#### YOUR TASK
Line by line, transcribe the data shown below.
==== SUPPLIED ENTRIES
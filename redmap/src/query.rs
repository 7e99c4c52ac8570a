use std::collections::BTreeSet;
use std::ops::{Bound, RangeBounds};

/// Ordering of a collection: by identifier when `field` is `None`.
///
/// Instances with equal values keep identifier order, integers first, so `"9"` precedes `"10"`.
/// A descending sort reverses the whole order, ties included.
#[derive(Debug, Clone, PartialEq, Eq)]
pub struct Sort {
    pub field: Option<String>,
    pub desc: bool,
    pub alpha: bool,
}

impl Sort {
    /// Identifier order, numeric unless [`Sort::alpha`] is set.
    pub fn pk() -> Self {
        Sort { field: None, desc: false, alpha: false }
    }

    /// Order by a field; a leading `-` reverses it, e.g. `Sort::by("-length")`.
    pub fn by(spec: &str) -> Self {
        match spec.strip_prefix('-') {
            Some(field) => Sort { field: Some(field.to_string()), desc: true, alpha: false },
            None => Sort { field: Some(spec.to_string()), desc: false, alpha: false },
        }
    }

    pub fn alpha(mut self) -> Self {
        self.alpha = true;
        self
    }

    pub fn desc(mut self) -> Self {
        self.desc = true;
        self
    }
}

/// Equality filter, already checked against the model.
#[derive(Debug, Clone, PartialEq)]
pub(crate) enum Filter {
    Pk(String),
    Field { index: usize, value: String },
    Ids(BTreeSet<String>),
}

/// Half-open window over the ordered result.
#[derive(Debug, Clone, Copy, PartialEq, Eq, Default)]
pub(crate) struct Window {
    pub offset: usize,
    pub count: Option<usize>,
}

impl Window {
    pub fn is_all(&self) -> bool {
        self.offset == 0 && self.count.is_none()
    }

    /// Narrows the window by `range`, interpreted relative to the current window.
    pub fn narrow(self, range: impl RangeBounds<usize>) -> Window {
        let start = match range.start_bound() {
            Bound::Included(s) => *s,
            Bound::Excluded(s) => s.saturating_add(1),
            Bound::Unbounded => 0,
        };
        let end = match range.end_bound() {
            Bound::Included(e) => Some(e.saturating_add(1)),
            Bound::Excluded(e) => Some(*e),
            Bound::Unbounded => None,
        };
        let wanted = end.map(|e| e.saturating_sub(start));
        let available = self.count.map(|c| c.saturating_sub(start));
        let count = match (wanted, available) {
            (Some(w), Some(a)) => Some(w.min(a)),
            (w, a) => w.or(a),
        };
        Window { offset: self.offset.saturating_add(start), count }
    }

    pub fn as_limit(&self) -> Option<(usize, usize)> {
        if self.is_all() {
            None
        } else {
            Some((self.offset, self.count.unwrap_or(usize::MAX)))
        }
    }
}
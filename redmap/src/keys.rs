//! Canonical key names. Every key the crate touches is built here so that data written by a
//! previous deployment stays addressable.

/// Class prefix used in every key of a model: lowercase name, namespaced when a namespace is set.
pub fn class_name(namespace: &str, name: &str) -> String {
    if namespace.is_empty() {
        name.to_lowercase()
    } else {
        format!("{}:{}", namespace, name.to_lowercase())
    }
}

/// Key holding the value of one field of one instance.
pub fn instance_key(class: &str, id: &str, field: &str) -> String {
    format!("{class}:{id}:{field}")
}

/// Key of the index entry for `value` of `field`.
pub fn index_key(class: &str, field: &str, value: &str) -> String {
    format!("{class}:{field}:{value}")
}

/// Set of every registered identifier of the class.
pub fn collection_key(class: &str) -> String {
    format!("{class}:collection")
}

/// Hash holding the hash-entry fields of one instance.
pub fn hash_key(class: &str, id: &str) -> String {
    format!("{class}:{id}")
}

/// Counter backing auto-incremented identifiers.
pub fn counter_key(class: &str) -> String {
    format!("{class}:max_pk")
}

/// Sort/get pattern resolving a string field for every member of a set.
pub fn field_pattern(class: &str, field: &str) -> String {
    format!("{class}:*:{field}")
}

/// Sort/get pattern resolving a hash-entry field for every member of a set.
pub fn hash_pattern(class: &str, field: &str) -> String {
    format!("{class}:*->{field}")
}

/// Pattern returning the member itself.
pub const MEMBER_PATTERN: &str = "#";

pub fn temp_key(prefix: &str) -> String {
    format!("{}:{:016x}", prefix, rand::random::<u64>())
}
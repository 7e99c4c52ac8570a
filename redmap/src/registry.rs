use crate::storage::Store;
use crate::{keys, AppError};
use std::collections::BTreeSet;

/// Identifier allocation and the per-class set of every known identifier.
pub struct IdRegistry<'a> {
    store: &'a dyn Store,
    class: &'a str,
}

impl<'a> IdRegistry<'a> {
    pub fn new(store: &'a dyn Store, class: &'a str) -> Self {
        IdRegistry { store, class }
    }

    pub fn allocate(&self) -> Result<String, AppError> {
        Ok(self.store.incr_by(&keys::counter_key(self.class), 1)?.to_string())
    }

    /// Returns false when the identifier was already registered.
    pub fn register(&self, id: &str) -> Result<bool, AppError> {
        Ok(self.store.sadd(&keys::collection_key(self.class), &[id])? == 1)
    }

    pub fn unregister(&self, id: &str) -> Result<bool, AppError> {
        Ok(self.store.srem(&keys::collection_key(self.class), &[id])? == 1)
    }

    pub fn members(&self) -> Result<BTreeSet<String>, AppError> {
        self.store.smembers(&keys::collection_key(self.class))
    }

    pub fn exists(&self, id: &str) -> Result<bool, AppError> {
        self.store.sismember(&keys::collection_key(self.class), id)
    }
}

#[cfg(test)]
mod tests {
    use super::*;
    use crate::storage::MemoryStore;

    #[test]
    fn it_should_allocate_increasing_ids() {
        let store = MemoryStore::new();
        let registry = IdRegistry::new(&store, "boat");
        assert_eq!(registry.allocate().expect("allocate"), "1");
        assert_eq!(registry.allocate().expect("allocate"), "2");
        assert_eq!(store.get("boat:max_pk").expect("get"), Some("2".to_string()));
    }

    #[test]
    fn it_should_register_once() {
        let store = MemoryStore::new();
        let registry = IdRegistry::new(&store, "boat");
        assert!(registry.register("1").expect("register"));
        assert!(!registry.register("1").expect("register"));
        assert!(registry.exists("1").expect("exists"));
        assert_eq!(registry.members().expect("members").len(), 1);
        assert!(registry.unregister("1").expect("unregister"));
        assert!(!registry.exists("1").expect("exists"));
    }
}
========
#### WRITTEN SOLUTION
filename redmap/src/query.rs
repository 7e99c4c52ac8570a
use std::collections::BTreeSet;
use std::ops::{Bound, RangeBounds};

/// Ordering of a collection: by identifier when `field` is `None`.
///
/// Instances with equal values keep identifier order, integers first, so `"9"` precedes `"10"`.
/// A descending sort reverses the whole order, ties included.
#[derive(Debug, Clone, PartialEq, Eq)]
pub struct Sort {
    pub field: Option<String>,
    pub desc: bool,
    pub alpha: bool,
}

impl Sort {
    /// Identifier order, numeric unless [`Sort::alpha`] is set.
    pub fn pk() -> Self {
        Sort { field: None, desc: false, alpha: false }
    }

    /// Order by a field; a leading `-` reverses it, e.g. `Sort::by("-length")`.
    pub fn by(spec: &str) -> Self {
        match spec.strip_prefix('-') {
            Some(field) => Sort { field: Some(field.to_string()), desc: true, alpha: false },
            None => Sort { field: Some(spec.to_string()), desc: false, alpha: false },
        }
    }

    pub fn alpha(mut self) -> Self {
        self.alpha = true;
        self
    }

    pub fn desc(mut self) -> Self {
        self.desc = true;
        self
    }
}

/// Equality filter, already checked against the model.
#[derive(Debug, Clone, PartialEq)]
pub(crate) enum Filter {
    Pk(String),
    Field { index: usize, value: String },
    Ids(BTreeSet<String>),
}

/// Half-open window over the ordered result.
#[derive(Debug, Clone, Copy, PartialEq, Eq, Default)]
pub(crate) struct Window {
    pub offset: usize,
    pub count: Option<usize>,
}

impl Window {
    pub fn is_all(&self) -> bool {
        self.offset == 0 && self.count.is_none()
    }

    /// Narrows the window by `range`, interpreted relative to the current window.
    pub fn narrow(self, range: impl RangeBounds<usize>) -> Window {
        let start = match range.start_bound() {
            Bound::Included(s) => *s,
            Bound::Excluded(s) => s.saturating_add(1),
            Bound::Unbounded => 0,
        };
        let end = match range.end_bound() {
            Bound::Included(e) => Some(e.saturating_add(1)),
            Bound::Excluded(e) => Some(*e),
            Bound::Unbounded => None,
        };
        let wanted = end.map(|e| e.saturating_sub(start));
        let available = self.count.map(|c| c.saturating_sub(start));
        let count = match (wanted, available) {
            (Some(w), Some(a)) => Some(w.min(a)),
            (w, a) => w.or(a),
        };
        Window { offset: self.offset.saturating_add(start), count }
    }

    pub fn as_limit(&self) -> Option<(usize, usize)> {
        if self.is_all() {
            None
        } else {
            Some((self.offset, self.count.unwrap_or(usize::MAX)))
        }
    }
}
filename redmap/src/keys.rs
//! Canonical key names. Every key the crate touches is built here so that data written by a
//! previous deployment stays addressable.

/// Class prefix used in every key of a model: lowercase name, namespaced when a namespace is set.
pub fn class_name(namespace: &str, name: &str) -> String {
    if namespace.is_empty() {
        name.to_lowercase()
    } else {
        format!("{}:{}", namespace, name.to_lowercase())
    }
}

/// Key holding the value of one field of one instance.
pub fn instance_key(class: &str, id: &str, field: &str) -> String {
    format!("{class}:{id}:{field}")
}

/// Key of the index entry for `value` of `field`.
pub fn index_key(class: &str, field: &str, value: &str) -> String {
    format!("{class}:{field}:{value}")
}

/// Set of every registered identifier of the class.
pub fn collection_key(class: &str) -> String {
    format!("{class}:collection")
}

/// Hash holding the hash-entry fields of one instance.
pub fn hash_key(class: &str, id: &str) -> String {
    format!("{class}:{id}")
}

/// Counter backing auto-incremented identifiers.
pub fn counter_key(class: &str) -> String {
    format!("{class}:max_pk")
}

/// Sort/get pattern resolving a string field for every member of a set.
pub fn field_pattern(class: &str, field: &str) -> String {
    format!("{class}:*:{field}")
}

/// Sort/get pattern resolving a hash-entry field for every member of a set.
pub fn hash_pattern(class: &str, field: &str) -> String {
    format!("{class}:*->{field}")
}

/// Pattern returning the member itself.
pub const MEMBER_PATTERN: &str = "#";

pub fn temp_key(prefix: &str) -> String {
    format!("{}:{:016x}", prefix, rand::random::<u64>())
}
repository 7e99c4c52ac8570a
filename redmap/src/registry.rs
use crate::storage::Store;
use crate::{keys, AppError};
use std::collections::BTreeSet;

/// Identifier allocation and the per-class set of every known identifier.
pub struct IdRegistry<'a> {
    store: &'a dyn Store,
    class: &'a str,
}

impl<'a> IdRegistry<'a> {
    pub fn new(store: &'a dyn Store, class: &'a str) -> Self {
        IdRegistry { store, class }
    }

    pub fn allocate(&self) -> Result<String, AppError> {
        Ok(self.store.incr_by(&keys::counter_key(self.class), 1)?.to_string())
    }

    /// Returns false when the identifier was already registered.
    pub fn register(&self, id: &str) -> Result<bool, AppError> {
        Ok(self.store.sadd(&keys::collection_key(self.class), &[id])? == 1)
    }

    pub fn unregister(&self, id: &str) -> Result<bool, AppError> {
        Ok(self.store.srem(&keys::collection_key(self.class), &[id])? == 1)
    }

    pub fn members(&self) -> Result<BTreeSet<String>, AppError> {
        self.store.smembers(&keys::collection_key(self.class))
    }

    pub fn exists(&self, id: &str) -> Result<bool, AppError> {
        self.store.sismember(&keys::collection_key(self.class), id)
    }
}

#[cfg(test)]
mod tests {
    use super::*;
    use crate::storage::MemoryStore;

    #[test]
    fn it_should_allocate_increasing_ids() {
        let store = MemoryStore::new();
        let registry = IdRegistry::new(&store, "boat");
        assert_eq!(registry.allocate().expect("allocate"), "1");
        assert_eq!(registry.allocate().expect("allocate"), "2");
        assert_eq!(store.get("boat:max_pk").expect("get"), Some("2".to_string()));
    }

    #[test]
    fn it_should_register_once() {
        let store = MemoryStore::new();
        let registry = IdRegistry::new(&store, "boat");
        assert!(registry.register("1").expect("register"));
        assert!(!registry.register("1").expect("register"));
        assert!(registry.exists("1").expect("exists"));
        assert_eq!(registry.members().expect("members").len(), 1);
        assert!(registry.unregister("1").expect("unregister"));
        assert!(!registry.exists("1").expect("exists"));
    }
}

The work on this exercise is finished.